The data set was compiled over three years by AidData, a U.S. research lab at the College of William & Mary. As reported by AP News, the database comprises more than 100 Chinese loan contracts with 24 low- and middle-income countries, some of which are suffering from growing debt burdens in the aftermath of the CCP pandemic.
In recent years, the Chinese regime became the world’s largest creditor, accounting for 65% of official bilateral debt worth hundreds of billions of dollars in Africa, Eastern Europe, Latin America, and Asia.
The main target of the Chinese regime’s lending business is developing or underdeveloped countries. From what has been analyzed in the contracts and the evidence of the last years, the business of the regime is not only the one generated from the interest rates for the money loans but also the conditions demanded in exchange for them, which range from imposing purchases to Chinese companies to the creation of military bases or research centers in different areas of interest.
On the other hand, the regime’s conditions are much more likely to be accepted by impoverished countries, which generally have higher political corruption rates.

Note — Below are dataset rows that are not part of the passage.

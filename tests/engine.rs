//! End-to-end workflow runs through the engine with in-memory
//! repositories and a mock agent.

mod common;

use std::collections::HashMap;
use std::time::{Duration, Instant};

use async_trait::async_trait;
use serde_json::json;

use common::{deliver, drain, engine_with_agent, output, step_event_index, test_config};
use flowrunner::agent::TaskOutcome;
use flowrunner::execution::{StepExecution, StepResult, StepTypeExecutor};
use flowrunner::monitoring::EngineEvent;
use flowrunner::workflow::{ParameterBinding, ParameterDefinition, TerminateOutcome};
use flowrunner::{
    Engine, EngineConfig, EngineError, InstanceStatus, StepDefinition, StepType, WorkflowDefinition,
};

const LIMIT: Option<Duration> = Some(Duration::from_secs(10));

fn constant(duration: &str) -> ParameterBinding {
    ParameterBinding::constant(duration)
}

#[tokio::test]
async fn test_single_wait_step_completes() {
    let (engine, _) = engine_with_agent(test_config()).await;
    engine
        .register_definition(WorkflowDefinition::from_steps(
            "nap",
            vec![StepDefinition::wait("pause", constant("1s"))],
        ))
        .await
        .unwrap();

    let mut events = engine.subscribe();
    let started = Instant::now();
    let id = engine.start_workflow("nap", HashMap::new()).await.unwrap();
    let instance = engine.wait_for_completion(&id, LIMIT).await.unwrap();

    assert_eq!(instance.status, InstanceStatus::Completed);
    assert!(started.elapsed() >= Duration::from_secs(1));
    assert!(instance.started_at.unwrap() < instance.completed_at.unwrap());

    let statuses: Vec<InstanceStatus> = drain(&mut events)
        .into_iter()
        .filter_map(|event| match event {
            EngineEvent::WorkflowStatusChanged {
                workflow_instance_id,
                status,
                ..
            } if workflow_instance_id == id => Some(status),
            _ => None,
        })
        .collect();
    assert_eq!(statuses, vec![InstanceStatus::Running, InstanceStatus::Completed]);
}

#[tokio::test]
async fn test_unregistered_task_type_fails_workflow() {
    let (engine, agent) = engine_with_agent(test_config()).await;
    engine
        .register_definition(WorkflowDefinition::from_steps(
            "ship",
            vec![StepDefinition::task("ship", "shipping.book")],
        ))
        .await
        .unwrap();

    let id = engine.start_workflow("ship", HashMap::new()).await.unwrap();
    let instance = engine.wait_for_completion(&id, LIMIT).await.unwrap();

    assert_eq!(instance.status, InstanceStatus::Failed);
    let message = instance.error_message.unwrap();
    assert!(message.contains("shipping.book"), "{}", message);

    let steps = engine.list_step_instances(&id).await.unwrap();
    assert_eq!(steps.len(), 1);
    assert_eq!(steps[0].status, InstanceStatus::Failed);
    assert!(steps[0].output.is_none());
    assert!(agent.started.lock().is_empty());
}

fn fan_in() -> WorkflowDefinition {
    WorkflowDefinition::from_steps(
        "fan_in",
        vec![
            StepDefinition::fork("split", "merge", ["short", "long"]),
            StepDefinition::wait("short", constant("50ms")).then("merge"),
            StepDefinition::wait("long", constant("200ms")).then("merge"),
            StepDefinition::join("merge", ["short", "long"]).then("charge"),
            StepDefinition::task("charge", "payments.charge")
                .with_parameter("order", ParameterBinding::workflow_input("orderId"))
                .with_parameter("waited", ParameterBinding::task_output("long", "duration")),
        ],
    )
    .with_output("receipt", ParameterBinding::task_output("charge", "receipt"))
}

#[tokio::test]
async fn test_join_runs_only_after_both_branches() {
    let (engine, agent) = engine_with_agent(test_config()).await;
    engine.register_definition(fan_in()).await.unwrap();

    let mut events = engine.subscribe();
    let mut input = HashMap::new();
    input.insert("orderId".to_string(), json!("A-17"));
    let id = engine.start_workflow("fan_in", input).await.unwrap();

    deliver(&engine, "task-0", TaskOutcome::completed(output(&[("receipt", json!("r-1"))]))).await;
    let instance = engine.wait_for_completion(&id, LIMIT).await.unwrap();
    assert_eq!(instance.status, InstanceStatus::Completed);
    assert_eq!(instance.output.unwrap()["receipt"], json!("r-1"));

    let events = drain(&mut events);
    let merge_running = step_event_index(&events, "merge", InstanceStatus::Running).unwrap();
    for branch in ["short", "long"] {
        let completed = step_event_index(&events, branch, InstanceStatus::Completed).unwrap();
        assert!(completed < merge_running, "{} completed after the join started", branch);
    }

    let steps = engine.list_step_instances(&id).await.unwrap();
    let merges: Vec<_> = steps.iter().filter(|s| s.step_id == "merge").collect();
    assert_eq!(merges.len(), 1, "join must be scheduled once");
    let long = steps.iter().find(|s| s.step_id == "long").unwrap();
    assert!(merges[0].started_at.unwrap() >= long.completed_at.unwrap());

    let started = agent.started.lock();
    assert_eq!(started.len(), 1);
    assert_eq!(started[0].0, "payments.charge");
    assert_eq!(started[0].1["order"], json!("A-17"));
    assert_eq!(started[0].1["waited"], json!("200ms"));
}

#[tokio::test]
async fn test_join_does_not_hold_worker_slots() {
    // One slot: a join parked on a slot would starve both branches
    let config = EngineConfig {
        max_parallel_steps: 1,
        ..test_config()
    };
    let (engine, _) = engine_with_agent(config).await;
    let definition = WorkflowDefinition::from_steps(
        "narrow",
        vec![
            StepDefinition::fork("split", "merge", ["a", "b"]),
            StepDefinition::wait("a", constant("10ms")).then("merge"),
            StepDefinition::wait("b", constant("10ms")).then("merge"),
            StepDefinition::join("merge", ["a", "b"]),
        ],
    );
    engine.register_definition(definition).await.unwrap();

    let instance = engine.run_workflow("narrow", HashMap::new()).await.unwrap();
    assert_eq!(instance.status, InstanceStatus::Completed);
}

#[tokio::test]
async fn test_failing_branch_cancels_siblings() {
    let (engine, _) = engine_with_agent(test_config()).await;
    let definition = WorkflowDefinition::from_steps(
        "doomed",
        vec![
            StepDefinition::fork("split", "merge", ["slow", "broken"]),
            StepDefinition::wait("slow", constant("1h")).then("merge"),
            StepDefinition::wait("broken", constant("whenever")).then("merge"),
            StepDefinition::join("merge", ["slow", "broken"]),
        ],
    );
    engine.register_definition(definition).await.unwrap();

    let started = Instant::now();
    let id = engine.start_workflow("doomed", HashMap::new()).await.unwrap();
    let instance = engine.wait_for_completion(&id, LIMIT).await.unwrap();
    assert!(started.elapsed() < Duration::from_secs(5));

    assert_eq!(instance.status, InstanceStatus::Failed);
    assert!(instance.error_message.unwrap().contains("broken"));

    // Siblings notice the abort shortly after the workflow is finalized
    tokio::time::sleep(Duration::from_millis(100)).await;
    let steps = engine.list_step_instances(&id).await.unwrap();
    let status_of = |step_id: &str| steps.iter().find(|s| s.step_id == step_id).unwrap().status;
    assert_eq!(status_of("broken"), InstanceStatus::Failed);
    assert_eq!(status_of("slow"), InstanceStatus::Cancelled);
    assert_eq!(status_of("merge"), InstanceStatus::Cancelled);
}

#[tokio::test]
async fn test_remote_failure_fails_workflow() {
    let (engine, _) = engine_with_agent(test_config()).await;
    engine
        .register_definition(WorkflowDefinition::from_steps(
            "charge",
            vec![StepDefinition::task("charge", "payments.charge")],
        ))
        .await
        .unwrap();

    let id = engine.start_workflow("charge", HashMap::new()).await.unwrap();
    deliver(&engine, "task-0", TaskOutcome::failed("card declined")).await;

    let instance = engine.wait_for_completion(&id, LIMIT).await.unwrap();
    assert_eq!(instance.status, InstanceStatus::Failed);
    assert!(instance.error_message.unwrap().contains("card declined"));
}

The need to receive the capital flows also leads them to accept derisory conditions.
Researchers from AidData, the Washington-based Center for Global Development (CGD), Germany’s Kiel Institute, and the Peterson Institute for International Economics compared Chinese loan contracts with other major lenders to produce the first systematic assessment of the legal terms of Chinese regime loans abroad.

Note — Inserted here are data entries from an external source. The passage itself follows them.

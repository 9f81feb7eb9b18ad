//! Decision Conditions
//!
//! A Decision step asks a [`ConditionEvaluator`] about each of its cases in
//! declaration order. The built-in [`ComparisonEvaluator`] understands a
//! small expression language over the step's resolved input:
//!
//! ```text
//! approved                  truthiness of a parameter
//! amount > 100              numeric or string comparison
//! status == "shipped"       equality (`=` is accepted too)
//! region in ["eu", "us"]    membership in a JSON array
//! order.total >= 10         dotted paths into objects
//! ```
//!
//! The right-hand side is read as JSON and falls back to a bare string.

use std::cmp::Ordering;
use std::collections::HashMap;

use serde_json::Value;

use crate::error::{EngineError, Result};

pub trait ConditionEvaluator: Send + Sync {
    /// Evaluates `condition` against the resolved step input.
    fn evaluate(&self, condition: &str, parameters: &HashMap<String, Value>) -> Result<bool>;
}

#[derive(Debug, Clone, Copy, PartialEq)]
enum Operator {
    Eq,
    Ne,
    Gt,
    Lt,
    Ge,
    Le,
    In,
}

#[derive(Debug, Default, Clone, Copy)]
pub struct ComparisonEvaluator;

impl ComparisonEvaluator {
    pub fn new() -> Self {
        Self
    }
}

impl ConditionEvaluator for ComparisonEvaluator {
    fn evaluate(&self, condition: &str, parameters: &HashMap<String, Value>) -> Result<bool> {
        let condition = condition.trim();
        if condition.is_empty() {
            return Err(EngineError::Parse("empty condition".to_string()));
        }

        let Some((left, operator, right)) = split_condition(condition) else {
            return Ok(truthy(&lookup(parse_path(condition, condition)?, parameters)));
        };

        let actual = lookup(parse_path(left, condition)?, parameters);
        if right.is_empty() {
            return Err(EngineError::Parse(format!(
                "condition '{}' has no value to compare against",
                condition
            )));
        }
        let expected = parse_literal(right);

        let result = match operator {
            Operator::Eq => values_equal(&actual, &expected),
            Operator::Ne => !values_equal(&actual, &expected),
            Operator::Gt => compare(&actual, &expected) == Some(Ordering::Greater),
            Operator::Lt => compare(&actual, &expected) == Some(Ordering::Less),
            Operator::Ge => matches!(compare(&actual, &expected), Some(Ordering::Greater | Ordering::Equal)),
            Operator::Le => matches!(compare(&actual, &expected), Some(Ordering::Less | Ordering::Equal)),
            Operator::In => match &expected {
                Value::Array(items) => items.iter().any(|item| values_equal(&actual, item)),
                _ => {
                    return Err(EngineError::Parse(format!(
                        "condition '{}': 'in' needs a JSON array",
                        condition
                    )))
                }
            },
        };
        Ok(result)
    }
}

/// Finds the first operator and splits around it.
fn split_condition(condition: &str) -> Option<(&str, Operator, &str)> {
    let bytes = condition.as_bytes();

    for (i, c) in condition.char_indices() {
        let two = condition.get(i..i + 2).unwrap_or("");
        let operator = match two {
            "==" => Some((Operator::Eq, 2)),
            "!=" => Some((Operator::Ne, 2)),
            ">=" => Some((Operator::Ge, 2)),
            "<=" => Some((Operator::Le, 2)),
            _ => match c {
                '=' => Some((Operator::Eq, 1)),
                '>' => Some((Operator::Gt, 1)),
                '<' => Some((Operator::Lt, 1)),
                _ => None,
            },
        };
        if let Some((operator, width)) = operator {
            return Some((condition[..i].trim(), operator, condition[i + width..].trim()));
        }

        let keyword = i > 0
            && bytes[i - 1].is_ascii_whitespace()
            && condition[i..].starts_with("in")
            && condition[i + 2..].starts_with(|ch: char| ch.is_whitespace() || ch == '[');
        if keyword {
            return Some((condition[..i].trim(), Operator::In, condition[i + 2..].trim()));
        }
    }

    None
}

fn parse_path<'a>(path: &'a str, condition: &str) -> Result<Vec<&'a str>> {
    let valid = !path.is_empty()
        && path.split('.').all(|segment| {
            !segment.is_empty()
                && segment
                    .chars()
                    .all(|c| c.is_alphanumeric() || c == '_' || c == '-')
        });

    if valid {
        Ok(path.split('.').collect())
    } else {
        Err(EngineError::Parse(format!(
            "cannot parse condition '{}': '{}' is not a parameter name",
            condition, path
        )))
    }
}

fn lookup(path: Vec<&str>, parameters: &HashMap<String, Value>) -> Value {
    let mut segments = path.into_iter();
    let Some(first) = segments.next() else {
        return Value::Null;
    };

    let mut current = parameters.get(first).unwrap_or(&Value::Null);
    for segment in segments {
        current = match current {
            Value::Object(map) => map.get(segment).unwrap_or(&Value::Null),
            Value::Array(items) => segment
                .parse::<usize>()
                .ok()
                .and_then(|index| items.get(index))
                .unwrap_or(&Value::Null),
            _ => &Value::Null,
        };
    }
    current.clone()
}

fn parse_literal(raw: &str) -> Value {
    serde_json::from_str(raw).unwrap_or_else(|_| {
        let unquoted = raw
            .strip_prefix('\'')
            .and_then(|s| s.strip_suffix('\''))
            .unwrap_or(raw);
        Value::String(unquoted.to_string())
    })
}

fn values_equal(left: &Value, right: &Value) -> bool {
    match (left, right) {
        (Value::Number(a), Value::Number(b)) => a.as_f64() == b.as_f64(),
        _ => left == right,
    }
}

fn compare(left: &Value, right: &Value) -> Option<Ordering> {
    match (left, right) {
        (Value::Number(a), Value::Number(b)) => a.as_f64()?.partial_cmp(&b.as_f64()?),
        (Value::String(a), Value::String(b)) => Some(a.cmp(b)),
        _ => None,
    }
}

fn truthy(value: &Value) -> bool {
    match value {
        Value::Null => false,
        Value::Bool(b) => *b,
        Value::Number(n) => n.as_f64().map(|f| f != 0.0).unwrap_or(false),
        Value::String(s) => !s.is_empty() && s != "false",
        Value::Array(items) => !items.is_empty(),
        Value::Object(map) => !map.is_empty(),
    }
}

Their analysis concluded that several unusual features exist in the agreements and that they imposed extreme contractual tools to increase the chances of repayment, they said in a 77-page report.
The contractual tools include confidentiality clauses that seek to prevent borrowers from disclosing loan terms, informal collateral agreements that benefit Chinese lenders over other creditors, and promises to keep debt out of collective restructurings, which the authors call “non-Paris Club” clauses. Also, the contracts give substantial leeway for China to write off loans or accelerate repayments.

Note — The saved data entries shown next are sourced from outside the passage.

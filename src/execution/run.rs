//! Workflow Run State
//!
//! Everything the step workers of one workflow instance share while it
//! executes:
//!
//! - outputs of completed steps, for parameter resolution
//! - one [`JoinBarrier`] per Join step that has been reached
//! - the count of step jobs still in flight; the run completes when it
//!   drops to zero
//! - a take-once outcome signal and an abort flag for fail-fast

use std::collections::{HashMap, HashSet};
use std::sync::atomic::{AtomicBool, AtomicUsize, Ordering};
use std::sync::Arc;
use std::time::Duration;

use log::{debug, info};
use parking_lot::{Mutex, RwLock};
use serde_json::Value;
use tokio::sync::{oneshot, watch};

use crate::error::{EngineError, Result};
use crate::workflow::{StepOutputs, WorkflowDefinition};

/// How a run ended.
#[derive(Debug, Clone, PartialEq)]
pub enum RunOutcome {
    Completed,
    Failed(String),
    Cancelled(String),
}

impl RunOutcome {
    pub fn is_completed(&self) -> bool {
        matches!(self, RunOutcome::Completed)
    }
}

/// Barrier of a single Join step.
///
/// Counts distinct incoming steps that have completed. Arrivals are
/// idempotent and steps outside the incoming set are ignored.
pub struct JoinBarrier {
    step_id: String,
    expected: HashSet<String>,
    arrived: Mutex<HashSet<String>>,
    remaining: watch::Sender<usize>,
    scheduled: AtomicBool,
}

impl JoinBarrier {
    fn new(step_id: &str, expected: HashSet<String>) -> Self {
        let (remaining, _) = watch::channel(expected.len());
        Self {
            step_id: step_id.to_string(),
            expected,
            arrived: Mutex::new(HashSet::new()),
            remaining,
            scheduled: AtomicBool::new(false),
        }
    }

    /// Records that `step_id` completed. Returns true if this arrival
    /// counted.
    pub fn arrive(&self, step_id: &str) -> bool {
        if !self.expected.contains(step_id) {
            return false;
        }

        let mut arrived = self.arrived.lock();
        if !arrived.insert(step_id.to_string()) {
            debug!("Join '{}' already saw '{}'", self.step_id, step_id);
            return false;
        }

        let remaining = self.expected.len() - arrived.len();
        self.remaining.send_replace(remaining);
        if remaining == 0 {
            debug!("Join '{}' released", self.step_id);
        }
        true
    }

    pub fn is_released(&self) -> bool {
        *self.remaining.borrow() == 0
    }

    /// Incoming steps not yet completed, sorted.
    pub fn outstanding(&self) -> Vec<String> {
        let arrived = self.arrived.lock();
        let mut outstanding: Vec<String> = self
            .expected
            .iter()
            .filter(|id| !arrived.contains(*id))
            .cloned()
            .collect();
        outstanding.sort();
        outstanding
    }

    /// Waits until every incoming step has completed.
    pub async fn wait(&self, timeout: Option<Duration>) -> Result<()> {
        let mut receiver = self.remaining.subscribe();

        let released = match timeout {
            Some(limit) => {
                match tokio::time::timeout(limit, receiver.wait_for(|remaining| *remaining == 0)).await {
                    Ok(result) => result.is_ok(),
                    Err(_) => {
                        return Err(EngineError::Timeout(format!(
                            "join '{}' still waiting for [{}] after {:?}",
                            self.step_id,
                            self.outstanding().join(", "),
                            limit
                        )))
                    }
                }
            }
            None => receiver.wait_for(|remaining| *remaining == 0).await.is_ok(),
        };

        if released {
            Ok(())
        } else {
            Err(EngineError::Cancelled(format!("join '{}' was discarded", self.step_id)))
        }
    }

    /// Claims the right to schedule this Join. Only the first caller gets
    /// true.
    fn claim(&self) -> bool {
        !self.scheduled.swap(true, Ordering::SeqCst)
    }
}

#[derive(Default)]
struct Joins {
    completed: HashSet<String>,
    barriers: HashMap<String, Arc<JoinBarrier>>,
}

pub struct WorkflowRun {
    pub instance_id: String,
    pub definition: Arc<WorkflowDefinition>,
    pub input: HashMap<String, Value>,
    outputs: RwLock<StepOutputs>,
    joins: Mutex<Joins>,
    in_flight: AtomicUsize,
    outcome: Mutex<Option<oneshot::Sender<RunOutcome>>>,
    aborted: watch::Sender<bool>,
}

impl WorkflowRun {
    /// Creates the run state and the receiver its outcome is delivered on.
    pub fn new(
        instance_id: impl Into<String>,
        definition: Arc<WorkflowDefinition>,
        input: HashMap<String, Value>,
    ) -> (Arc<Self>, oneshot::Receiver<RunOutcome>) {
        let (sender, receiver) = oneshot::channel();
        let (aborted, _) = watch::channel(false);

        let run = Arc::new(Self {
            instance_id: instance_id.into(),
            definition,
            input,
            outputs: RwLock::new(StepOutputs::new()),
            joins: Mutex::new(Joins::default()),
            in_flight: AtomicUsize::new(0),
            outcome: Mutex::new(Some(sender)),
            aborted,
        });
        (run, receiver)
    }

    /// Copy of the outputs recorded so far.
    pub fn step_outputs(&self) -> StepOutputs {
        self.outputs.read().clone()
    }

    /// Stores a completed step's output and feeds every barrier waiting
    /// on it. Must happen before the step's successors are enqueued.
    pub fn record_completion(&self, step_id: &str, output: HashMap<String, Value>) {
        self.outputs.write().insert(step_id.to_string(), output);

        let mut joins = self.joins.lock();
        joins.completed.insert(step_id.to_string());
        for barrier in joins.barriers.values() {
            barrier.arrive(step_id);
        }
    }

    /// Returns the barrier of a Join step, arming it on first use. A new
    /// barrier already counts incoming steps that completed before it.
    pub fn barrier(&self, join_step_id: &str) -> Result<Arc<JoinBarrier>> {
        let mut joins = self.joins.lock();
        if let Some(barrier) = joins.barriers.get(join_step_id) {
            return Ok(Arc::clone(barrier));
        }

        let step = self.definition.get_step(join_step_id).ok_or_else(|| {
            EngineError::Definition(format!("join step '{}' does not exist", join_step_id))
        })?;
        let expected: HashSet<String> = step.join_config()?.incoming_step_ids.iter().cloned().collect();

        let barrier = Arc::new(JoinBarrier::new(join_step_id, expected));
        for step_id in &joins.completed {
            barrier.arrive(step_id);
        }
        debug!(
            "Armed join '{}' of workflow {} waiting for [{}]",
            join_step_id,
            self.instance_id,
            barrier.outstanding().join(", ")
        );

        joins.barriers.insert(join_step_id.to_string(), Arc::clone(&barrier));
        Ok(barrier)
    }

    /// True exactly once per Join step: the caller that should enqueue it.
    pub fn claim_join(&self, join_step_id: &str) -> Result<bool> {
        Ok(self.barrier(join_step_id)?.claim())
    }

    /// Counts a step job about to be enqueued.
    pub fn begin_step(&self) {
        self.in_flight.fetch_add(1, Ordering::SeqCst);
    }

    /// Counts a step job as done. The last one completes the run.
    pub fn finish_step(&self) {
        let previous = self.in_flight.fetch_sub(1, Ordering::SeqCst);
        if previous == 1 {
            self.finish(RunOutcome::Completed);
        }
    }

    pub fn in_flight(&self) -> usize {
        self.in_flight.load(Ordering::SeqCst)
    }

    /// Ends the run with a failure.
    pub fn fail(&self, message: impl Into<String>) -> bool {
        self.finish(RunOutcome::Failed(message.into()))
    }

    /// Delivers the outcome and raises the abort flag. Only the first call
    /// has any effect.
    pub fn finish(&self, outcome: RunOutcome) -> bool {
        let Some(sender) = self.outcome.lock().take() else {
            return false;
        };

        info!("Workflow {} finished: {:?}", self.instance_id, outcome);
        self.aborted.send_replace(true);
        let _ = sender.send(outcome);
        true
    }

    /// True once the run has an outcome; remaining steps must not run.
    pub fn is_aborted(&self) -> bool {
        *self.aborted.borrow()
    }

    /// Resolves once the run has an outcome.
    pub async fn aborted(&self) {
        let mut receiver = self.aborted.subscribe();
        let _ = receiver.wait_for(|aborted| *aborted).await;
    }
}

#[cfg(test)]
mod tests {
    use super::*;
    use crate::workflow::{ParameterBinding, StepDefinition};
    use serde_json::json;

    fn fan_in() -> Arc<WorkflowDefinition> {
        Arc::new(WorkflowDefinition::from_steps(
            "fan_in",
            vec![
                StepDefinition::fork("split", "merge", ["left", "right"]),
                StepDefinition::wait("left", ParameterBinding::constant("1ms")).then("merge"),
                StepDefinition::wait("right", ParameterBinding::constant("1ms")).then("merge"),
                StepDefinition::join("merge", ["left", "right"]),
            ],
        ))
    }

    fn output(value: i64) -> HashMap<String, Value> {
        let mut map = HashMap::new();
        map.insert("value".to_string(), json!(value));
        map
    }

    #[tokio::test]
    async fn test_barrier_releases_after_all_incoming() {
        let (run, _outcome) = WorkflowRun::new("wf-1", fan_in(), HashMap::new());
        let barrier = run.barrier("merge").unwrap();
        assert_eq!(barrier.outstanding(), vec!["left", "right"]);

        run.record_completion("left", output(1));
        assert!(!barrier.is_released());
        assert_eq!(barrier.outstanding(), vec!["right"]);

        run.record_completion("right", output(2));
        assert!(barrier.is_released());
        barrier.wait(Some(Duration::from_millis(10))).await.unwrap();
        assert_eq!(run.step_outputs()["right"]["value"], json!(2));
    }

    #[tokio::test]
    async fn test_duplicate_arrivals_are_idempotent() {
        let (run, _outcome) = WorkflowRun::new("wf-1", fan_in(), HashMap::new());
        let barrier = run.barrier("merge").unwrap();

        assert!(barrier.arrive("left"));
        assert!(!barrier.arrive("left"));
        assert!(!barrier.arrive("split"));
        assert!(!barrier.is_released());

        let err = barrier.wait(Some(Duration::from_millis(20))).await.unwrap_err();
        assert!(matches!(err, EngineError::Timeout(_)));
        assert!(err.to_string().contains("right"));
    }

    #[test]
    fn test_barrier_armed_late_counts_earlier_completions() {
        let (run, _outcome) = WorkflowRun::new("wf-1", fan_in(), HashMap::new());
        run.record_completion("left", output(1));
        run.record_completion("right", output(2));

        assert!(run.barrier("merge").unwrap().is_released());
    }

    #[test]
    fn test_join_is_claimed_once() {
        let (run, _outcome) = WorkflowRun::new("wf-1", fan_in(), HashMap::new());
        assert!(run.claim_join("merge").unwrap());
        assert!(!run.claim_join("merge").unwrap());
        assert!(run.claim_join("left").is_err());
        assert!(run.barrier("ghost").is_err());
    }

    #[tokio::test]
    async fn test_last_step_completes_run() {
        let (run, outcome) = WorkflowRun::new("wf-1", fan_in(), HashMap::new());
        run.begin_step();
        run.begin_step();
        run.finish_step();
        assert!(!run.is_aborted());
        run.finish_step();

        assert_eq!(outcome.await.unwrap(), RunOutcome::Completed);
        assert!(run.is_aborted());
    }

    #[tokio::test]
    async fn test_first_outcome_wins() {
        let (run, outcome) = WorkflowRun::new("wf-1", fan_in(), HashMap::new());
        run.begin_step();

        assert!(run.fail("left exploded"));
        assert!(!run.fail("right exploded"));
        run.finish_step();

        assert_eq!(outcome.await.unwrap(), RunOutcome::Failed("left exploded".to_string()));
    }

    #[tokio::test]
    async fn test_aborted_wakes_waiters() {
        let (run, _outcome) = WorkflowRun::new("wf-1", fan_in(), HashMap::new());
        let waiter = {
            let run = Arc::clone(&run);
            tokio::spawn(async move { run.aborted().await })
        };

        run.finish(RunOutcome::Cancelled("stopped".to_string()));
        tokio::time::timeout(Duration::from_secs(1), waiter)
            .await
            .unwrap()
            .unwrap();
    }
}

This is not the first time that the Chinese regime’s credit system has come under criticism. The international think tank Gatestone Institute also questioned the so-called “debt traps,” with which the Chinese Communist Party (CCP) grants loans to developing countries and then permanently subjugates them.
” A few of these bilateral packages appear contrived to imprison already impoverished states into realms of permanent economic vassalage to China,” noted The Gatestone Institute in a report published in 2020.
In this sense, the CCP would be using the Belt and Road initiative for strategic, political, and economic purposes to turn countries into their dependents, changing the established democratic order into one “dominated solely” by it.
Although the Belt and Road initiative was initially devised to boost trade with Europe, Chinese leader Xi Jinping oriented it towards economic aid for all countries along the route, later including many other countries outside the route.
In addition to achieving economic dominance, the CCP would obtain the debtor countries’ silence in the face of the terrible human rights violations perpetrated by it.